*** Opening DATA FOR REVIEW ***
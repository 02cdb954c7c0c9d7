//! Event system for configuration changes
//!
//! Provides callbacks for pizzeria configuration modifications.

use std::collections::HashMap;

/// A change applied through the manager.
#[derive(Debug, Clone, PartialEq)]
pub enum ChangeEvent {
    /// A pizzeria was created in the directory.
    PizzeriaCreated { pizzeria: String },
    /// A pizzeria's base price was overwritten.
    BasePriceUpdated { pizzeria: String, old: f64, new: f64 },
    /// An option set was renamed.
    OptionSetRenamed {
        pizzeria: String,
        old: String,
        new: String,
    },
    /// A single option's price was overwritten.
    OptionPriceUpdated {
        pizzeria: String,
        option_set: String,
        option: String,
        old: f64,
        new: f64,
    },
}

impl ChangeEvent {
    /// Name of the pizzeria the event belongs to.
    #[must_use]
    pub fn pizzeria(&self) -> &str {
        match self {
            ChangeEvent::PizzeriaCreated { pizzeria }
            | ChangeEvent::BasePriceUpdated { pizzeria, .. }
            | ChangeEvent::OptionSetRenamed { pizzeria, .. }
            | ChangeEvent::OptionPriceUpdated { pizzeria, .. } => pizzeria,
        }
    }
}

/// Type alias for a change callback
pub type ChangeCallback = Box<dyn Fn(&ChangeEvent)>;

/// Manages event listeners for configuration changes.
///
/// Registration takes `&mut self`; the manager is single-threaded, so no
/// lock guards the listener registry. Listeners observe the event value
/// only; they cannot reach back into the manager.
#[derive(Default)]
pub struct EventManager {
    /// Global listeners (called for all changes)
    global_listeners: Vec<ChangeCallback>,

    /// Per-pizzeria listeners (called only for changes to that pizzeria)
    pizzeria_listeners: HashMap<String, Vec<ChangeCallback>>,
}

impl EventManager {
    /// Create a new event manager
    #[must_use]
    pub fn new() -> Self {
        Self::default()
    }

    /// Register a global change listener (called for all changes)
    pub fn on_change<F>(&mut self, callback: F)
    where
        F: Fn(&ChangeEvent) + 'static,
    {
        self.global_listeners.push(Box::new(callback));
    }

    /// Register a listener for changes to a specific pizzeria
    pub fn watch<F>(&mut self, pizzeria: &str, callback: F)
    where
        F: Fn(&ChangeEvent) + 'static,
    {
        self.pizzeria_listeners
            .entry(pizzeria.to_string())
            .or_default()
            .push(Box::new(callback));
    }

    /// Notify all listeners about a change
    pub fn notify(&self, event: &ChangeEvent) {
        for callback in &self.global_listeners {
            callback(event);
        }

        if let Some(listeners) = self.pizzeria_listeners.get(event.pizzeria()) {
            for callback in listeners {
                callback(event);
            }
        }
    }

    /// Remove all listeners for a specific pizzeria
    pub fn unwatch(&mut self, pizzeria: &str) {
        self.pizzeria_listeners.remove(pizzeria);
    }

    /// Clear all listeners
    pub fn clear(&mut self) {
        self.global_listeners.clear();
        self.pizzeria_listeners.clear();
    }
}

// =============================================================================
// Tests
// =============================================================================
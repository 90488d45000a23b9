pub mod add;
pub mod auth_cmd;
pub mod common;
pub mod completions;
pub mod config;
pub mod delete;
pub mod edit;
pub mod list;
*** Closing DATA FOR REVIEW ***
### EXERCISE DIRECTIONS
With nothing added or dropped, write out every entry.

### YOUR RESPONSE
repository 02cdb954c7c0c9d7
//! Event system for configuration changes
//!
//! Provides callbacks for pizzeria configuration modifications.

use std::collections::HashMap;

/// A change applied through the manager.
#[derive(Debug, Clone, PartialEq)]
pub enum ChangeEvent {
    /// A pizzeria was created in the directory.
    PizzeriaCreated { pizzeria: String },
    /// A pizzeria's base price was overwritten.
    BasePriceUpdated { pizzeria: String, old: f64, new: f64 },
    /// An option set was renamed.
    OptionSetRenamed {
        pizzeria: String,
        old: String,
        new: String,
    },
    /// A single option's price was overwritten.
    OptionPriceUpdated {
        pizzeria: String,
        option_set: String,
        option: String,
        old: f64,
        new: f64,
    },
}

impl ChangeEvent {
    /// Name of the pizzeria the event belongs to.
    #[must_use]
    pub fn pizzeria(&self) -> &str {
        match self {
            ChangeEvent::PizzeriaCreated { pizzeria }
            | ChangeEvent::BasePriceUpdated { pizzeria, .. }
            | ChangeEvent::OptionSetRenamed { pizzeria, .. }
            | ChangeEvent::OptionPriceUpdated { pizzeria, .. } => pizzeria,
        }
    }
}

/// Type alias for a change callback
pub type ChangeCallback = Box<dyn Fn(&ChangeEvent)>;

/// Manages event listeners for configuration changes.
///
/// Registration takes `&mut self`; the manager is single-threaded, so no
/// lock guards the listener registry. Listeners observe the event value
/// only; they cannot reach back into the manager.
#[derive(Default)]
pub struct EventManager {
    /// Global listeners (called for all changes)
    global_listeners: Vec<ChangeCallback>,

    /// Per-pizzeria listeners (called only for changes to that pizzeria)
    pizzeria_listeners: HashMap<String, Vec<ChangeCallback>>,
}

impl EventManager {
    /// Create a new event manager
    #[must_use]
    pub fn new() -> Self {
        Self::default()
    }

    /// Register a global change listener (called for all changes)
    pub fn on_change<F>(&mut self, callback: F)
    where
        F: Fn(&ChangeEvent) + 'static,
    {
        self.global_listeners.push(Box::new(callback));
    }

    /// Register a listener for changes to a specific pizzeria
    pub fn watch<F>(&mut self, pizzeria: &str, callback: F)
    where
        F: Fn(&ChangeEvent) + 'static,
    {
        self.pizzeria_listeners
            .entry(pizzeria.to_string())
            .or_default()
            .push(Box::new(callback));
    }

    /// Notify all listeners about a change
    pub fn notify(&self, event: &ChangeEvent) {
        for callback in &self.global_listeners {
            callback(event);
        }

        if let Some(listeners) = self.pizzeria_listeners.get(event.pizzeria()) {
            for callback in listeners {
                callback(event);
            }
        }
    }

    /// Remove all listeners for a specific pizzeria
    pub fn unwatch(&mut self, pizzeria: &str) {
        self.pizzeria_listeners.remove(pizzeria);
    }

    /// Clear all listeners
    pub fn clear(&mut self) {
        self.global_listeners.clear();
        self.pizzeria_listeners.clear();
    }
}

// =============================================================================
// Tests
// =============================================================================
repository 90488d45000a23b9
pub mod add;
pub mod auth_cmd;
pub mod common;
pub mod completions;
pub mod config;
pub mod delete;
pub mod edit;
pub mod list;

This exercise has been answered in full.